- Born: May 8, 1920 Norwalk, Connecticut, U.S.
- Died: May 25, 2003 (aged 83) Colonial Beach, Virginia, U.S.
- Education: Harvard University
- Spouses: ; Elise Pickhardt ​ ​(m. 1941; div. 1962)​ ; Betty Stephens ​(m. 1962)​
- Children: 4, including David
- Relatives: John Wilson Danenhower (grandfather) Katie Wilson (granddaughter)

= Sloan Wilson =

American writer (1920–2003)

Sloan Wilson (May 8, 1920 – May 25, 2003) was an American writer who published works including The Man in the Gray Flannel Suit.

==Early life==

Wilson was born in Norwalk, Connecticut, the grandson of United States Navy officer and Arctic explorer John Wilson Danenhower. He graduated from Harvard University in Cambridge, Massachusetts in 1942. He then served in World War II as an officer of the United States Coast Guard commanding a naval trawler for the Greenland Patrol and an army supply ship in the Pacific Ocean.

== Career ==
After the war, Wilson worked as a reporter for Time-Life. His first book, Voyage to Somewhere, was published in 1947 and was based on his wartime experiences. He published stories in The New Yorker and worked as a professor at the University at Buffalo also known as the State University of New York at Buffalo.

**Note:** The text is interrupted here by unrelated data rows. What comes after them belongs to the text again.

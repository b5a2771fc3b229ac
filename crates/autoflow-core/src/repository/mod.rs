//! Repository trait definitions (ports).
//!
//! These traits define the storage interface that the infrastructure layer
//! (autoflow-infra) implements. The core crate never depends on any
//! specific storage technology.

pub mod workflow;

Wilson published 15 books including the bestsellers The Man in the Gray Flannel Suit (1955) and A Summer Place (1958), both were adapted into feature films. A later novel, A Sense of Values, in which protagonist Nathan Bond is a disenchanted cartoonist involved with adultery and alcoholism, was not well received. In Georgie Winthrop, a college vice president, 45, begins a relationship with the 17-year-old daughter of his childhood love. The novel, The Ice Brothers, is loosely based on Wilson's experiences in Greenland while serving with the U.S. Coast Guard. What Shall We Wear to This Party?, a memoir, recalls his experiences in the Coast Guard during World War II and the changes to his life after the bestseller Gray Flannel was published. Wilson was an advocate for integrating, funding, and improving public schools. He became the assistant director of the National Citizens Commission for Public Schools as well as Assistant Director of the 1955-1956 White House Conference on Education.

==Personal life==
Wilson suffered from alcoholism throughout his adult life and Alzheimer's disease toward the end. In addition to novels and magazine articles, he supported himself during his later years by writing commissioned works like biographies and yacht histories.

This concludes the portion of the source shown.